Reference: “High-energy emission from a magnetar giant flare in the Sculptor galaxy” by The Fermi-LAT Collaboration, 13 January 2021, Nature Astronomy.
DOI: 10.1038/s41550-020-01287-8

6 Comments on "A Star Dying Soon After the Beginning of the Universe Could Be Disrupting Mobile Phone Reception Today"

  1. I don’t understand why these are called “gamma” rays. By convention, gamma rays are produced in atomic nuclei by radioactive decay. Such production precludes directionality and, thus, any “beam”. Is it true that these so-called gamma rays are merely electromagnetic waves, photons, of gamma energy that have been produced by other than nuclear means?

    • Torbjörn Larsson | January 15, 2021 at 5:38 pm | Reply

      Good question!

      The usual classification is to name the photon energies according to wavelength bands [“Electromagnetic spectrum” @ Wikipedia ].

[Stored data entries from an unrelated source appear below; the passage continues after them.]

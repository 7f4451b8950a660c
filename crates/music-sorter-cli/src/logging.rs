use std::env;
use std::ffi::OsStr;
use std::path::Path;
use tracing::info;
use tracing_appender::non_blocking::WorkerGuard;
use tracing_subscriber::prelude::*;
use tracing_subscriber::{fmt, EnvFilter};

const DEFAULT_LOG_FILE: &str = "./logs/music-sorter.log";

/// Pretty stdout plus a plain file log at `LOG_FILE_PATH`, filtered by `TRACING_LEVEL`.
/// Keep the returned guard alive for the life of the process so the file writer flushes.
pub fn init_logger() -> WorkerGuard {
    let filter = env::var("TRACING_LEVEL").unwrap_or_else(|_| "info".to_string());
    let filter_layer = EnvFilter::new(filter);

    let log_file_path = env::var("LOG_FILE_PATH").unwrap_or_else(|_| DEFAULT_LOG_FILE.to_string());
    let log_file_path = Path::new(&log_file_path);
    let directory = log_file_path
        .parent()
        .filter(|p| !p.as_os_str().is_empty())
        .unwrap_or_else(|| Path::new("."));
    let file_name = log_file_path
        .file_name()
        .unwrap_or_else(|| OsStr::new("music-sorter.log"));

    let file_appender = tracing_appender::rolling::never(directory, file_name);
    let (non_blocking, guard) = tracing_appender::non_blocking(file_appender);

    tracing_subscriber::registry()
        .with(
            fmt::layer()
                .with_writer(std::io::stdout)
                .pretty()
                .with_file(false)
                .without_time()
                .with_ansi(true),
        )
        .with(fmt::layer().with_writer(non_blocking).with_ansi(false))
        .with(filter_layer)
        .init();

    info!("Logging to stdout and {}", log_file_path.display());

    guard
}
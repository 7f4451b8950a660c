use crate::config::AppConfig;
use crate::error::Result;
use crate::progress::{CancelToken, ProgressCounters, ProgressReporter, ProgressUpdate, Stage};
use crate::storage::models::{CatalogEntry, DuplicateMember, TrackMetadata};
use crate::storage::Database;
use ahash::AHashMap;
use rayon::prelude::*;
use std::path::{Component, Path};
use std::time::{Duration, Instant};
use tracing::{debug, info};
use uuid::Uuid;

/// Progress is reported every this many files while grouping and groups while scoring.
const REPORT_EVERY: usize = 10;

#[derive(Debug, Clone, Default)]
pub struct DuplicateStats {
    pub groups: usize,
    /// Members of all groups, primaries included.
    pub duplicate_files: usize,
    /// Bytes held by non-primary members.
    pub space_savings: u64,
    pub stopped: bool,
    pub elapsed: Duration,
}

fn bitrate_score(bitrate: Option<u32>) -> i64 {
    match bitrate {
        Some(b) if b >= 320 => 100,
        Some(b) if b >= 256 => 80,
        Some(b) if b >= 192 => 60,
        Some(b) if b >= 128 => 40,
        Some(_) => 20,
        None => 0,
    }
}

fn format_score(format: Option<&str>) -> i64 {
    match format.map(str::to_ascii_lowercase).as_deref() {
        Some("flac") => 150,
        Some("wav") => 140,
        Some("m4a") => 90,
        Some("mp3") => 70,
        Some("aac") => 60,
        Some("ogg") => 50,
        Some("wma") => 30,
        _ => 0,
    }
}

fn path_score(path: &Path) -> i64 {
    let mut score = 0;
    let segments: Vec<String> = path
        .components()
        .filter_map(|c| match c {
            Component::Normal(part) => Some(part.to_string_lossy().to_lowercase()),
            _ => None,
        })
        .collect();
    if segments.iter().any(|s| s == "music" || s == "audio") {
        score += 10;
    }
    if segments.iter().any(|s| s == "backup") {
        score -= 20;
    }
    score
}

/// Higher is better. Missing metadata scores zero for the tag-based parts.
pub fn quality_score(entry: &CatalogEntry, metadata: Option<&TrackMetadata>) -> i64 {
    let mut score = 0;
    if let Some(meta) = metadata {
        score += bitrate_score(meta.bitrate);
        score += format_score(meta.format.as_deref());
        score += [&meta.artist, &meta.album, &meta.title]
            .iter()
            .filter(|field| field.is_some())
            .count() as i64
            * 20;
        if meta.year.is_some() {
            score += 10;
        }
    }
    score + path_score(Path::new(&entry.source_path))
}

/// Group hashed catalog entries by partial hash, elect one primary per group and
/// replace all previously stored groups with the new set.
///
/// A cancelled run returns `stopped` without touching the stored groups.
pub fn find_duplicates(
    db: &Database,
    config: &AppConfig,
    reporter: &dyn ProgressReporter,
    cancel: &CancelToken,
) -> Result<DuplicateStats> {
    let start = Instant::now();
    let min_size = i64::try_from(config.dedupe.min_file_size_bytes).unwrap_or(i64::MAX);
    let entries = db.hashed_entries(min_size)?;
    let total_files = entries.len();
    info!("Grouping {} hashed files", total_files);
    reporter.on_stage_start(Stage::Dedupe, total_files);

    let mut stats = DuplicateStats::default();

    // Keys are kept in first-seen order so group and member order follow catalog order.
    let mut order: Vec<String> = Vec::new();
    let mut by_hash: AHashMap<String, Vec<CatalogEntry>> = AHashMap::new();
    for (i, entry) in entries.into_iter().enumerate() {
        if cancel.is_cancelled() {
            stats.stopped = true;
            break;
        }
        let Some(hash) = entry.partial_hash.clone() else {
            continue;
        };
        by_hash
            .entry(hash.clone())
            .or_insert_with(|| {
                order.push(hash);
                Vec::new()
            })
            .push(entry);

        let processed = i + 1;
        if processed % REPORT_EVERY == 0 || processed == total_files {
            reporter.on_progress(&ProgressUpdate {
                operation: Stage::Dedupe,
                progress: processed,
                total: total_files,
                message: format!("Grouping files: {}/{}", processed, total_files),
                counters: ProgressCounters::default(),
            });
        }
    }

    if stats.stopped {
        stats.elapsed = start.elapsed();
        info!("Duplicate detection stopped while grouping");
        reporter.on_stage_complete(Stage::Dedupe, stats.elapsed);
        return Ok(stats);
    }

    let groups: Vec<Vec<CatalogEntry>> = order
        .into_iter()
        .filter_map(|hash| by_hash.remove(&hash))
        .filter(|members| members.len() > 1)
        .collect();
    let group_total = groups.len();
    debug!("{} candidate groups", group_total);

    let metadata = db.metadata_by_file()?;
    let mut members: Vec<DuplicateMember> = Vec::new();

    for (chunk_index, chunk) in groups.chunks(REPORT_EVERY).enumerate() {
        if cancel.is_cancelled() {
            stats.stopped = true;
            break;
        }

        let scored: Vec<Vec<(&CatalogEntry, i64)>> = chunk
            .par_iter()
            .map(|group| {
                let mut scored: Vec<(&CatalogEntry, i64)> = group
                    .iter()
                    .map(|entry| (entry, quality_score(entry, metadata.get(&entry.id))))
                    .collect();
                // Stable: equal scores keep first-seen order.
                scored.sort_by(|a, b| b.1.cmp(&a.1));
                scored
            })
            .collect();

        for group in scored {
            let group_id = Uuid::new_v4().to_string();
            for (position, (entry, score)) in group.iter().enumerate() {
                if position > 0 {
                    stats.space_savings += entry.file_size.max(0) as u64;
                }
                members.push(DuplicateMember {
                    group_id: group_id.clone(),
                    file_id: entry.id,
                    is_primary: position == 0,
                    quality_score: *score,
                    position: position as i64,
                });
            }
            stats.groups += 1;
            stats.duplicate_files += group.len();
        }

        let processed = (chunk_index * REPORT_EVERY + chunk.len()).min(group_total);
        reporter.on_progress(&ProgressUpdate {
            operation: Stage::Dedupe,
            progress: processed,
            total: group_total,
            message: format!("Analyzing groups: {}/{}", processed, group_total),
            counters: ProgressCounters {
                groups: stats.groups,
                ..ProgressCounters::default()
            },
        });
    }

    if !stats.stopped {
        db.replace_duplicate_groups(&members)?;
    }

    stats.elapsed = start.elapsed();
    reporter.on_stage_complete(Stage::Dedupe, stats.elapsed);
    info!(
        "Duplicate detection complete: {} groups, {} files, {:.2} MB reclaimable",
        stats.groups,
        stats.duplicate_files,
        stats.space_savings as f64 / 1024.0 / 1024.0
    );
    Ok(stats)
}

      “The types of electromagnetic radiation are broadly classified into the following classes (regions, bands or types):
      – Gamma radiation
      – X-ray radiation
      – Ultraviolet radiation
      – Visible light
      – Infrared radiation
      – Microwave radiation
      – Radio waves
      This classification goes in the increasing order of wavelength, which is characteristic of the type of radiation.

      There are no precisely defined boundaries between the bands of the electromagnetic spectrum; rather they fade into each other like the bands in a rainbow (which is the sub-spectrum of visible light).”

      “The distinction between X-rays and gamma rays is partly based on sources: the photons generated from nuclear decay or other nuclear and subnuclear/particle process are always termed gamma rays, whereas X-rays are generated by electronic transitions involving highly energetic inner atomic electrons.”

      “The convention that EM radiation that is known to come from the nucleus, is always called “gamma ray” radiation is the only convention that is universally respected, however. Many astronomical gamma ray sources (such as gamma ray bursts) are known to be too energetic (in both intensity and wavelength) to be of nuclear origin. Quite often, in high energy physics and in medical radiotherapy, very high energy EMR (in the >10 MeV region)—which is of higher energy than any nuclear gamma ray—is not called X-ray or gamma-ray, but instead by the generic term of “high energy photons.””

      So this is a bit fluid, even though the classical convention can be heeded at times.

      Here the interaction seems to cause a properly “particle process” generated gamma ray burst. From the abstract: “After a propagation delay, the outflow interacts with environmental gas and produces shock waves that accelerate electrons to very high energies; these electrons then emit GeV γ rays as optically thin synchrotron radiation.”

      A NASA astrophysicist source includes synchrotron radiation gamma rays
      [ https://heasarc.gsfc.nasa.gov/docs/cgro/epo/vu/overview/whatare/process.html ]. “The origin of gamma rays is intimately tied the physics of elementary particles, such as protons, neutrons, and electrons. Some of the known physical processes that can produce gamma rays are:

      Synchrotron Radiation is produced when charged particles such as electrons spiral at speeds approaching the speed of light in the presence of a magnetic field. Supernovae and supernova remnants produce a lot of synchrotron radiation.
      …”

    • Torbjörn Larsson | January 15, 2021 at 5:47 pm | Reply

      Re directionality, synchrotron radiation can be such and the radiation cone will be narrower the higher the electron (and so photon) energy.

      “Another dramatic effect of relativity is that the radiation pattern is distorted from the isotropic dipole pattern expected from non-relativistic theory into an extremely forward-pointing cone of radiation.”

      [ https://en.wikipedia.org/wiki/Synchrotron_light_source ]

  2. Wow, I can’t believe a legitimate conversation is happening in a comment section online (no matter the topic). Thank you for bringing me hope for humanity 🙂

  3. AT&T and other companies had major outages. Was this the cause of the outages. Home internet and mobile phones reported down that day.

  4. You are saying that when a star die that emits gamma rays. Is these rays are good living being?